On the perfect cup of coffee, or the best cortado

I do believe that if you take care to make a great cup of coffee, you don’t need to flavor it with anything else. Leave the vanilla for the ice cream, the hazel nut for chocolate spread, pumpkin for the pie. Yet the reality of most brewed coffee, especially if it has been pre-staled by one of the major coffee companies, is really pretty sad. Most brewed coffee is pretty bad–a weak, watery concoction that tastes more like umbrella juice than coffee. Recently roasted and freshly ground coffee, whether drip or espresso, is a pungent, fragrant, bitter array of robust flavors that have nothing to do with the coffee you buy at the local supermarket that comes ground in a can.
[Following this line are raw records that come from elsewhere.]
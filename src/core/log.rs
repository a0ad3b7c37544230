// Logging initialization for the CLI entry points
use tracing::level_filters::LevelFilter;
use tracing_subscriber::{
    EnvFilter, filter::Targets, fmt, prelude::__tracing_subscriber_SubscriberExt,
    util::SubscriberInitExt,
};

pub fn init_logging(verbose: bool) {
    let (level_filter, level) = if verbose {
        (LevelFilter::DEBUG, "debug")
    } else {
        (LevelFilter::OFF, "off")
    };
    let app_filter = Targets::new().with_target("flashpool", level_filter);
    let env_filter = EnvFilter::try_from_default_env().unwrap_or_else(|_| EnvFilter::new(level));

    tracing_subscriber::registry()
        .with(fmt::layer().pretty().without_time())
        .with(app_filter)
        .with(env_filter)
        .init();
}
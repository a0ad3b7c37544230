//! `simulate`: dry-runs the accounting engine against an in-process token.
//!
//! Deposits liquidity, runs one flash loan through the configured settlement
//! policy and shows the resulting exchange-rate move. State is persisted to
//! the default store so `flashpool status` can inspect it afterwards.

use crate::cli::ui;
use crate::config::{AppConfig, AssetConfig};
use crate::core::types::{AccountId, AssetId, SCALE};
use crate::engine::SettlementPolicy;
use crate::pool::{AssetState, FlashPool, PoolSettings};
use crate::providers::fixed::FixedPriceOracle;
use crate::providers::memory_token::InMemoryToken;
use crate::providers::receivers::{RepayMode, RepayingReceiver};
use crate::store::{FjallStore, StateStore};
use anyhow::{Context, Result, bail};
use comfy_table::Cell;
use std::sync::Arc;
use tracing::info;

const DEPOSIT: u128 = 10_000;
const LOAN: u128 = 1_000;

pub async fn run(config: &AppConfig) -> Result<()> {
    let oracle = Arc::new(FixedPriceOracle::new());
    let token = Arc::new(InMemoryToken::new());
    let store = FjallStore::open(&AppConfig::default_data_path()?.join("state"))
        .context("Failed to open the state store")?;

    let settings = PoolSettings::from_config(config);
    let (pool, admin) = FlashPool::new(
        settings,
        oracle.clone() as Arc<dyn crate::core::oracle::PriceOracle>,
        Some(Arc::new(store) as Arc<dyn StateStore>),
    );
    let pool = Arc::new(pool);

    let assets = if config.assets.is_empty() {
        vec![AssetConfig {
            id: "DEMO".to_string(),
            enabled: true,
        }]
    } else {
        config.assets.clone()
    };
    for asset_config in &assets {
        let asset = AssetId::from(asset_config.id.as_str());
        oracle.set_price(asset.clone(), SCALE);
        pool.set_asset(
            &admin,
            asset,
            token.clone() as Arc<dyn crate::core::token::FungibleToken>,
            asset_config.enabled,
        )
        .await?;
    }
    let Some(target) = assets.iter().find(|a| a.enabled) else {
        bail!("No enabled asset to simulate against");
    };
    let asset = AssetId::from(target.id.as_str());

    let provider = AccountId::from("liquidity-provider");
    let borrower = AccountId::from("borrower");
    token.mint(&provider, DEPOSIT * 10);
    token.mint(&borrower, LOAN);

    let shares = pool.deposit(&asset, &provider, DEPOSIT).await?;
    info!(asset = %asset, shares, "simulated deposit");
    let before = pool.asset_state(&asset).await?;

    let mode = match pool.settlement_policy() {
        SettlementPolicy::BalanceDelta => RepayMode::RawTransfer,
        SettlementPolicy::RepaymentLedger => RepayMode::RepayPath,
    };
    let receiver = RepayingReceiver::new(
        Arc::clone(&pool),
        token.clone() as Arc<dyn crate::core::token::FungibleToken>,
        borrower.clone(),
        mode,
    );
    let fee = pool.flashloan(&asset, &receiver, LOAN, &borrower, &[]).await?;
    let after = pool.asset_state(&asset).await?;

    render(&asset, fee, &before, &after);
    Ok(())
}

fn render(asset: &AssetId, fee: u128, before: &AssetState, after: &AssetState) {
    let mut table = ui::new_styled_table();
    table.set_header(vec![
        ui::header_cell(""),
        ui::header_cell("Before Loan"),
        ui::header_cell("After Loan"),
    ]);
    table.add_row(vec![
        Cell::new("Total shares"),
        ui::amount_cell(before.total_shares),
        ui::amount_cell(after.total_shares),
    ]);
    table.add_row(vec![
        Cell::new("Exchange rate"),
        Cell::new(ui::fixed_point(before.exchange_rate)),
        Cell::new(ui::fixed_point(after.exchange_rate)),
    ]);
    table.add_row(vec![
        Cell::new("Held balance"),
        ui::amount_cell(before.held_balance),
        ui::amount_cell(after.held_balance),
    ]);

    println!(
        "{}\n",
        ui::style_text(
            &format!("Flash loan simulation: {LOAN} {asset} borrowed against {DEPOSIT} deposited"),
            ui::StyleType::Title
        )
    );
    println!("{table}");
    println!(
        "\nCollected fee: {}",
        ui::style_text(&fee.to_string(), ui::StyleType::Value)
    );
}
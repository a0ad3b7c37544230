pub mod cli;
pub mod config;
pub mod core;
pub mod engine;
pub mod fees;
pub mod ledger;
pub mod pool;
pub mod providers;
pub mod registry;
pub mod store;

pub use crate::core::error::PoolError;
pub use crate::core::types::{AccountId, Amount, AssetId, SCALE};
pub use crate::engine::{LoanPhase, SettlementPolicy};
pub use crate::pool::{AssetState, FlashPool, PoolSettings};
pub use crate::registry::AdminCap;
use anyhow::Result;
use clap::{CommandFactory, Parser, Subcommand};
use flashpool::config::AppConfig;
use flashpool::core::log::init_logging;

#[derive(Parser)]
#[command(version, about)]
struct Cli {
    /// Enable verbose logging
    #[arg(short, long, global = true)]
    verbose: bool,

    /// Path to optional configuration file
    #[arg(short, long, global = true)]
    config_path: Option<String>,

    #[command(subcommand)]
    command: Option<Commands>,
}

#[derive(Subcommand)]
enum Commands {
    /// Create default configuration
    Setup,
    /// Display persisted per-asset pool state
    Status,
    /// Quote the current fee for borrowing an amount of an asset
    Quote { asset: String, amount: u128 },
    /// Dry-run the accounting engine against an in-process token
    Simulate,
}

#[tokio::main]
async fn main() -> Result<()> {
    let cli = Cli::parse();

    init_logging(cli.verbose);

    let result = match cli.command {
        Some(Commands::Setup) => setup(),
        Some(cmd) => run_command(cmd, cli.config_path.as_deref()).await,
        None => {
            Cli::command().print_help()?;
            Ok(())
        }
    };

    if let Err(e) = &result {
        tracing::error!(error = %e, "Application failed");
    }
    result
}

async fn run_command(cmd: Commands, config_path: Option<&str>) -> Result<()> {
    let config = load_config(config_path)?;
    match cmd {
        Commands::Status => flashpool::cli::status::run(&config).await,
        Commands::Quote { asset, amount } => {
            flashpool::cli::quote::run(&config, &asset, amount).await
        }
        Commands::Simulate => flashpool::cli::simulate::run(&config).await,
        Commands::Setup => unreachable!("Setup command is handled separately"),
    }
}

/// An explicit --config-path must exist; the default location falls back to
/// built-in defaults when no file was set up yet.
fn load_config(config_path: Option<&str>) -> Result<AppConfig> {
    match config_path {
        Some(path) => AppConfig::load_from_path(path),
        None => {
            if AppConfig::default_config_path()?.exists() {
                AppConfig::load()
            } else {
                Ok(AppConfig::default())
            }
        }
    }
}

fn setup() -> anyhow::Result<()> {
    use anyhow::Context;

    let path = AppConfig::default_config_path()?;

    if path.exists() {
        anyhow::bail!("Configuration file already exists at {}", path.display());
    }

    if let Some(parent) = path.parent() {
        std::fs::create_dir_all(parent)
            .with_context(|| format!("Failed to create directory: {}", parent.display()))?;
    }

    let default_config = r#"---
fee_fraction_bps: 30
settlement_policy: balance-delta
callback_deadline_secs: 30

oracle:
  base_url: "http://127.0.0.1:8645"

assets:
  - id: "DEMO"
"#;

    std::fs::write(&path, default_config)
        .with_context(|| format!("Failed to write config file to {}", path.display()))?;

    tracing::info!("Created default configuration at {}", path.display());
    Ok(())
}
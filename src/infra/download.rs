//! HTTP fetching and in-memory zip extraction
//!
//! Archives are fetched with a single attempt and never touch the disk: the
//! requested entry is read out of the response body directly.

use std::io::{Cursor, Read};
use std::time::Duration;

use crate::core::resolver::ArchiveFetcher;
use crate::error::{ArchiveError, DownloadError};

/// Single-attempt HTTP fetcher
#[derive(Debug, Clone)]
pub struct HttpFetcher {
    client: reqwest::Client,
}

impl HttpFetcher {
    /// Create a new fetcher
    pub fn new() -> Self {
        Self {
            client: reqwest::Client::builder()
                .timeout(Duration::from_secs(300))
                .connect_timeout(Duration::from_secs(30))
                .build()
                .unwrap_or_else(|_| reqwest::Client::new()),
        }
    }
}

impl Default for HttpFetcher {
    fn default() -> Self {
        Self::new()
    }
}

impl ArchiveFetcher for HttpFetcher {
    async fn fetch(&self, url: &str) -> Result<Vec<u8>, DownloadError> {
        tracing::debug!("GET {url}");

        let response = self
            .client
            .get(url)
            .send()
            .await
            .map_err(|e| DownloadError::NetworkError {
                url: url.to_string(),
                error: e.to_string(),
            })?;

        if !response.status().is_success() {
            return Err(DownloadError::NetworkError {
                url: url.to_string(),
                error: format!("HTTP {}", response.status()),
            });
        }

        let body = response
            .bytes()
            .await
            .map_err(|e| DownloadError::NetworkError {
                url: url.to_string(),
                error: e.to_string(),
            })?;

        tracing::debug!("Fetched {} bytes from {url}", body.len());
        Ok(body.to_vec())
    }
}

/// Read one named entry out of a zip archive held in memory
///
/// `url` only labels errors.
pub fn read_zip_entry(url: &str, data: Vec<u8>, entry: &str) -> Result<Vec<u8>, ArchiveError> {
    let malformed = |e: &dyn std::fmt::Display| ArchiveError::Malformed {
        url: url.to_string(),
        error: e.to_string(),
    };

    let mut archive = zip::ZipArchive::new(Cursor::new(data)).map_err(|e| malformed(&e))?;

    let mut file = match archive.by_name(entry) {
        Ok(file) => file,
        Err(zip::result::ZipError::FileNotFound) => {
            return Err(ArchiveError::EntryNotFound {
                url: url.to_string(),
                entry: entry.to_string(),
            })
        }
        Err(e) => return Err(malformed(&e)),
    };

    let mut content = Vec::new();
    file.read_to_end(&mut content).map_err(|e| malformed(&e))?;
    Ok(content)
}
Why Americans insist on dressing up their coffee with chocolate, caramel, pumpkin spice, vanilla, hazel nut, cinnamon and a bunch of other flavors is really easy to understand–they are drinking a stale, weak brew that doesn’t taste like anything at all. First, they never use enough coffee, so what they brew is as thin as water and isn’t opaque enough to obscure the bottom of the cup, much less taste like anything more than dirty water. Pre-ground coffee is also already stale, the vast majority of its flavor greatness lost with the passage of time as the bean’s essential oils are allowed to change and turn bitter with time, disappearing and losing any potency it once had. Never buy pre-ground coffee; pre-ground coffee is but a ghost of its whole-bean self. Even freshly roasted coffee has a shelf-life that is really very short. If you cannot roast your own, find a local roaster that roasts on a regular basis and buy into their production, buying small quantities so that your supply never gets very old before it is replenished. Old coffee is bad coffee, no question about it.